# Cord of wood diagram?



## 68dodgeramman (Oct 12, 2009)

Does anyone have a diagram of a face cord and a pulp cord? My wife always needs a picture to understand what I'm talking about. Lol. Yep it's true. I found one online but it's not  clear and the resolution is bad. I have to email it to her so I need it to be fairly legible.  Thanks.


----------



## stejus (Oct 12, 2009)

No need to diagram.  It's easy.  A full cord is measured by a stack 8 feet long, 4 ft high and 4 feet back.  Picture your wood pile stacked on a few pallets.   The pallet size is 8 feet long and 4 feet wide.   You would get three rows of 16" splits on the pallet to make up the 4 feet wide and pile to 4 feet high.  There's your full cord.  

A face cord is one row of 16" splits measuring 8 feets long and 4 feet high.

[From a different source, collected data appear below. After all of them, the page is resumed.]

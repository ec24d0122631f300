//! Error types for body definition parsing and loading.

use thiserror::Error;

/// Errors that can occur while decoding or transforming a body definition.
#[derive(Debug, Error)]
pub enum BodyDefError {
    /// XML syntax error (unterminated tags, mismatched nesting, early EOF).
    #[error("XML parse error: {0}")]
    XmlParse(String),

    /// The input buffer is not valid UTF-8.
    #[error("input is not valid UTF-8: {0}")]
    InvalidUtf8(#[from] std::str::Utf8Error),

    /// Missing required element.
    #[error("missing required element: {element} in {context}")]
    MissingElement {
        /// The missing element name.
        element: &'static str,
        /// Where the element was expected.
        context: String,
    },

    /// A numeric field of the document could not be decoded.
    #[error("invalid value for {field} on {element}: {message}")]
    InvalidValue {
        /// The attribute or child element holding the value.
        field: &'static str,
        /// The element containing the field.
        element: String,
        /// Description of why the value is invalid.
        message: String,
    },

    /// Fixture type is neither `POLYGON` nor `CIRCLE`, or does not match the
    /// shape data present in the fixture.
    #[error("invalid fixture type '{fixture_type}' in body '{body}': {message}")]
    InvalidFixtureType {
        /// Name of the body owning the fixture.
        body: String,
        /// The raw discriminator as written in the document.
        fixture_type: String,
        /// Description of the mismatch.
        message: String,
    },

    /// A polygon coordinate token is not a number.
    #[error("invalid coordinate: '{token}'")]
    NumericFormat {
        /// The offending token.
        token: String,
    },
}

impl BodyDefError {
    /// Create a missing element error.
    pub fn missing_element(element: &'static str, context: impl Into<String>) -> Self {
        Self::MissingElement {
            element,
            context: context.into(),
        }
    }

    /// Create an invalid value error.
    pub fn invalid_value(
        field: &'static str,
        element: impl Into<String>,
        message: impl Into<String>,
    ) -> Self {
        Self::InvalidValue {
            field,
            element: element.into(),
            message: message.into(),
        }
    }

    /// Create an invalid fixture type error.
    pub fn invalid_fixture_type(
        body: impl Into<String>,
        fixture_type: impl Into<String>,
        message: impl Into<String>,
    ) -> Self {
        Self::InvalidFixtureType {
            body: body.into(),
            fixture_type: fixture_type.into(),
            message: message.into(),
        }
    }

    /// Create a numeric format error.
    pub fn numeric_format(token: impl Into<String>) -> Self {
        Self::NumericFormat {
            token: token.into(),
        }
    }

    /// Whether this error was raised while decoding the XML structure,
    /// before any shape was built.
    pub fn is_decode_error(&self) -> bool {
        matches!(
            self,
            Self::XmlParse(_)
                | Self::InvalidUtf8(_)
                | Self::MissingElement { .. }
                | Self::InvalidValue { .. }
        )
    }
}

/// Result type for body definition operations.
pub type Result<T> = std::result::Result<T, BodyDefError>;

Do a google search and look for images, you'll find plenty.


----------



## SolarAndWood (Oct 12, 2009)

Would a sheet of plywood help her visualize it?


----------



## LLigetfa (Oct 12, 2009)

SolarAndWood said:
			
		

> Would a sheet of plywood help her visualize it?


... or two sheets at right angles to each other.


----------



## rathmir (Oct 12, 2009)

Even two sheets of OSB would be an expensive lesson.  Get a piece of paper and draw a rectangular cube 4ftx4ftx8ft, or, check google images.


----------



## stejus (Oct 12, 2009)

Yes, a sheet of plywood is 4'x8'.   Lay this down on the ground and there's your footprint.  Remember you need to go up 4' all the way around.  Just an FYI, it's really hard to stack a cord of wood in this manner.  You need space in between rows to allow air flow.  Once your wood is dry and ready to burn, you can certainly pack it this tight when stacking.


----------



## Backwoods Savage (Oct 12, 2009)

And to end up with a full cord after the wood dries, you need to stack it higher than 4' because it will shrink quite a bit depending on what type of wood it is. I noticed the ash I cut last winter that was stacked approximately at 4 1/2' high is now just at or under 4'.


----------



## Pagey (Oct 13, 2009)

Here ya go: http://www.woodheat.org/firewood/cord.htm


----------



## Lumber-Jack (Oct 13, 2009)

Here's a few more


----------



## Fins59 (Oct 13, 2009)

I always thought a good way to visualize a full cord would be to picture a standard 8' pickup truck box stacked with firewood 4' high, 4' across, and 8' (the length of the box) long.  Or a 24' long row, 16" wide and 4' high.  Or for example if your garage is 24' long, picture a 4' high stack of firewood the length of the garage.


----------



## madrone (Oct 13, 2009)

what's a pulp cord?


----------



## SolarAndWood (Oct 13, 2009)

Carbon_Liberator said:
			
		

> Here's a few more



After that is split, it will easily stack out to a cord and a half.


----------



## Pagey (Oct 13, 2009)

SolarAndWood said:
			
		

> Carbon_Liberator said:
> 
> 
> 
> ...



But only if you use a Fiskars!  :lol:


----------



## Lumber-Jack (Oct 13, 2009)

Pagey said:
			
		

> SolarAndWood said:
> 
> 
> 
> ...


Gota get me one of those Fiskars, I could use the extra wood.  ;-)


----------



## 68dodgeramman (Oct 13, 2009)

madrone said:
			
		

> what's a pulp cord?



A pulp cord is what some of the loggers up here call a full cord. And thanks for the help you guys. I just needed something to email her quick. And these worked great. Thanks again!


----------



## rdust (Oct 13, 2009)

Each one of these rows is  24' long between 4-5' tall and 16-18" wide.  More less a cord a piece.......


----------



## waynek (Oct 13, 2009)

Lar-Bud said:
			
		

> madrone said:
> 
> 
> 
> ...



A pulpwood cord in the Wisconsin woods is 133.3 cu. ft. as opposed to a standard cord of wood, which is 128 cu. ft. Pulpwood sticks are cut to 100 inches long.... 8.333' x 4' x 4' = 133.3 cu. ft.

Today I wish I had a nickel for every pulp stick I sawed.
jackpine


----------